Türkiye “Çerkes Soykırımı”nı tanıdığında, “Ermeni Soykırımı”nı tanımasını isteyenlerin eline koz vermiş mi olur?
“İkisinde de sürgün ve katliam var; Çerkes Soykırımı’nı tanımak suretiyle, Ermenilerin soykırımdan geçirildiğini kabul etmiş oldunuz” diyebilirler mi Türkiye’ye?
Diyebilirler, diyeceklerdir; ama üstesinden gelemeyeceğimiz bir argüman olmaz bu.
Türkiye şöyle diyor: Osmanlı Devleti, Anadolu’nun belli yerlerini Ermeni nüfusundan ‘arındırmak’ gibi bir karar almadı. Alınan karar, Ermenilerin savaş/iç savaş bölgelerinden geçici olarak uzaklaştırılmaları, memleket dahilindeki başka yerlere geçici olarak nakledilmeleri yönündeydi. Taşınmaz mallarının mülklerinin kendilerine iade edilmek üzere muhafaza edilmesi öngörülmüştü. Geçici tehcir esnasında meydana gelen kanlı hadiseler devletin kontrolü dışında olup, Ermenileri korumakla görevlendirilen Osmanlı askerleri de saldırıya uğramış ve öldürülmüşlerdir. Devlet, Ermenilere yönelik saldırıların ve onların mülklerinin yağmalanmasının hesabını behemehal, sıcağı sıcağına sormuş, saldırılardan ve yağmalardan sorumlu görülen veya bu hususta ihmalleri tesbit edilen sivil kişileri ve devlet görevlilerini yargılayıp cezalandırmış, birçoğunu idam etmiştir. Hülasa, ortada devletin resmi kararına dayanan bir katliam da kat’î bir ‘etnik temizlik’ de sözkonusu değildir, tam tersine bu suçları işleyen kimselerin devlet tarafından cezalandırılması sözkonusudur.
Buna şöyle bir ilavede bulunabiliriz: Ermenilerin soyunu kırmakla veya buna teşebbüs etmekle suçlanacak kimseler elbette vardır, devlet erkanından da vardır, fakat kurumsal olarak devlet suçlanamaz.

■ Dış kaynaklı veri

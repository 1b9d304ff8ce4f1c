//! In-memory storage area

use super::{item_size, Items, StorageArea, StorageQuota};
use crate::error::{ProfileError, Result};
use async_trait::async_trait;
use serde_json::Value;
use std::collections::BTreeMap;
use std::sync::Mutex;

/// Storage area kept in process memory.
#[derive(Debug, Default)]
pub struct MemoryStorage {
    items: Mutex<BTreeMap<String, Value>>,
    quota: Option<StorageQuota>,
}

impl MemoryStorage {
    /// Unlimited area.
    pub fn new() -> Self {
        Self::default()
    }

    /// Area enforcing the given quota on every write.
    pub fn with_quota(quota: StorageQuota) -> Self {
        Self {
            items: Mutex::new(BTreeMap::new()),
            quota: Some(quota),
        }
    }

    /// Area pre-filled with items, bypassing the quota.
    pub fn with_items(items: Items) -> Self {
        Self {
            items: Mutex::new(items.into_iter().collect()),
            quota: None,
        }
    }

    /// Snapshot of every stored item.
    pub fn snapshot(&self) -> BTreeMap<String, Value> {
        self.lock().map(|items| items.clone()).unwrap_or_default()
    }

    fn lock(&self) -> Result<std::sync::MutexGuard<'_, BTreeMap<String, Value>>> {
        self.items
            .lock()
            .map_err(|_| ProfileError::Storage("memory storage lock poisoned".to_string()))
    }
}

#[async_trait]
impl StorageArea for MemoryStorage {
    async fn get(&self, keys: &[String]) -> Result<Items> {
        let items = self.lock()?;
        Ok(keys
            .iter()
            .filter_map(|key| items.get(key).map(|value| (key.clone(), value.clone())))
            .collect())
    }

    async fn get_all(&self) -> Result<Items> {
        let items = self.lock()?;
        Ok(items
            .iter()
            .map(|(key, value)| (key.clone(), value.clone()))
            .collect())
    }

    async fn set(&self, batch: Items) -> Result<()> {
        let mut items = self.lock()?;
        if let Some(quota) = &self.quota {
            let sizes = items
                .iter()
                .map(|(key, value)| (key.clone(), item_size(key, value)))
                .collect();
            quota.check(sizes, &batch)?;
        }
        items.extend(batch);
        Ok(())
    }

    async fn remove(&self, keys: &[String]) -> Result<()> {
        let mut items = self.lock()?;
        for key in keys {
            items.remove(key);
        }
        Ok(())
    }
}

#[cfg(test)]
mod tests {
    use super::MemoryStorage;
    use crate::error::ProfileError;
    use crate::storage::{Items, StorageArea, StorageQuota};
    use serde_json::json;

    #[tokio::test]
    async fn get_skips_missing_keys() {
        let storage = MemoryStorage::new();
        storage.set_one("a", json!(1)).await.expect("set");

        let items = storage
            .get(&["a".to_string(), "b".to_string()])
            .await
            .expect("get");
        assert_eq!(items.len(), 1);
        assert_eq!(items.get("a"), Some(&json!(1)));
    }

    #[tokio::test]
    async fn rejected_batch_writes_nothing() {
        let storage = MemoryStorage::with_quota(StorageQuota {
            bytes_per_item: Some(16),
            total_bytes: None,
            max_items: None,
        });
        let mut batch = Items::new();
        batch.insert("small".to_string(), json!(1));
        batch.insert("large".to_string(), json!("x".repeat(32)));

        let err = storage.set(batch).await.expect_err("quota");
        assert!(matches!(err, ProfileError::QuotaExceeded { .. }));
        assert!(storage.snapshot().is_empty());
    }

    #[tokio::test]
    async fn remove_ignores_absent_keys() {
        let storage = MemoryStorage::new();
        storage.set_one("a", json!(true)).await.expect("set");
        storage
            .remove(&["a".to_string(), "missing".to_string()])
            .await
            .expect("remove");
        assert!(storage.get_one("a").await.expect("get").is_none());
    }
}
//! Output formatting and display utilities

use crate::config::OutputConfig;
use crate::error::Result;
use crate::profile::Profile;
use std::fs::File;
use std::io::{self, Write};
use std::path::Path;

/// Output writer that handles file vs stdout
pub struct OutputWriter {
    config: OutputConfig,
}

impl OutputWriter {
    pub fn new(config: OutputConfig) -> Self {
        Self { config }
    }

    pub fn config(&self) -> &OutputConfig {
        &self.config
    }

    /// Write content to configured output
    pub fn write(&self, content: &str) -> Result<()> {
        if let Some(file_path) = &self.config.file {
            self.write_to_file(content, file_path)
        } else {
            self.write_to_stdout(content)
        }
    }

    /// Write a status line to stdout unless silenced
    pub fn write_status(&self, message: &str) -> Result<()> {
        if !self.config.silent {
            self.write_to_stdout(&format!("{}\n", message))?;
        }
        Ok(())
    }

    /// Write verbose information (if enabled)
    pub fn write_verbose(&self, message: &str) -> Result<()> {
        if self.config.verbose && !self.config.silent {
            eprintln!("* {}", message);
        }
        Ok(())
    }

    /// Write error message
    pub fn write_error(&self, message: &str) -> Result<()> {
        if !self.config.silent {
            eprintln!("cookie-profiles: error: {}", message);
        }
        Ok(())
    }

    fn write_to_file(&self, content: &str, file_path: &Path) -> Result<()> {
        if let Some(parent) = file_path.parent() {
            if !parent.as_os_str().is_empty() {
                std::fs::create_dir_all(parent)?;
            }
        }
        let mut file = File::create(file_path)?;
        file.write_all(content.as_bytes())?;
        Ok(())
    }

    fn write_to_stdout(&self, content: &str) -> Result<()> {
        let mut stdout = io::stdout().lock();
        stdout.write_all(content.as_bytes())?;
        stdout.flush()?;
        Ok(())
    }
}

/// One line per profile name.
pub fn format_names(names: &[String]) -> String {
    names.iter().map(|name| format!("{}\n", name)).collect()
}

/// Tab-separated cookie table for `show`.
pub fn format_profile(profile: &Profile) -> String {
    let mut out = String::new();
    for cookie in &profile.cookies {
        let mut flags = Vec::new();
        if cookie.secure.unwrap_or(false) {
            flags.push("secure".to_string());
        }
        if cookie.http_only.unwrap_or(false) {
            flags.push("httponly".to_string());
        }
        if let Some(same_site) = cookie.same_site {
            flags.push(format!("samesite={}", same_site));
        }
        match cookie.expiration_date {
            Some(at) if !cookie.is_session() => flags.push(format!("expires={}", at as i64)),
            _ => flags.push("session".to_string()),
        }
        out.push_str(&format!(
            "{}\t{}\t{}\t{}\t{}\n",
            cookie.name,
            cookie.value,
            cookie.domain.as_deref().unwrap_or("-"),
            cookie.path,
            flags.join(",")
        ));
    }
    out
}

#[cfg(test)]
mod tests;
//! Compound JSON document assembly for actiondoc.
//!
//! A document is built around one primary resource, with optional linked
//! resources and metadata:
//!
//! ```json
//! { "bananas": [ ... ], "linked": { "brands": [ ... ] }, "meta": { ... } }
//! ```
//!
//! The moving parts:
//! - [`Schema`] / [`SchemaBuilder`]: declares the primary resource, linked
//!   resources and metadata resolvers; derived schemas copy their base
//! - [`ResourceSpec`]: resolves one declared resource against a [`Subject`]
//! - [`collection`]: fresh-instance and reuse strategies for collections
//! - [`DocumentAssembler`]: resolves every fragment and merges them into a
//!   [`Document`]
//! - [`SerializerRegistry`] / [`ActionRegistry`]: explicit lookup tables
//!   replacing name-based type resolution
//!
//! Records are application types implementing [`Record`]; per-record JSON
//! comes from a [`RecordSerializer`] built by a [`SerializerType`].

mod actions;
mod assembler;
pub mod collection;
mod error;
mod options;
mod record;
mod registry;
mod resource;
mod schema;
mod serializer;

pub use actions::ActionRegistry;
pub use assembler::{Document, DocumentAssembler};
pub use error::{AccessorError, DocumentError, Result};
pub use options::{ResourceOptions, SerializeOptions};
pub use record::{Record, RecordEq, RecordRef, Subject, hash_record};
pub use registry::SerializerRegistry;
pub use resource::{Fragment, ResourceKind, ResourceSpec};
pub use schema::{MetaContext, MetaResolver, Schema, SchemaBuilder};
pub use serializer::{RecordSerializer, SerdeSerializer, SerializerType};

pub use actiondoc_config::{CollectionStrategy, Configuration};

Rusya ve Çerkesler konusunda aynı şeyler geçerli mi?
Değil.
Rusya, kendi resmi belgeleri vasıtasıyla, 19’uncu asrın başlarında 1 milyon olan Çerkes nüfusunun 1864’e kadar 560 bine düştüğünü yani Kuzeybatı Kafkasya’yı işgali sürecinde Çerkes nüfusunun yarısını ‘ortadan kaldırıdığını’ itiraf ediyor.
İşgal ordusu komutanlarının ‘Bugün 3 Dağlı köyü yaktık’, ‘Bugün iki Dağlı köyü yaktık’, ‘Bugün 4 Dağlı köyü yaktık’ gibi raporlarının bini bir para (Maykop’taki Adıgey Müzesi’nde hepsi özenle muhafaza ediliyor).
Çerkeslerin Sibirya sürgünü gibi tehditlerle Osmanlı’ya hicrete zorlanmalarının (ki bu tehcirin hazırlıklarına daha 1820’lerde girişildiğine dair belgeler var) resmen ‘etnik temizlik’ olduğu da su götürmez bir gerçek.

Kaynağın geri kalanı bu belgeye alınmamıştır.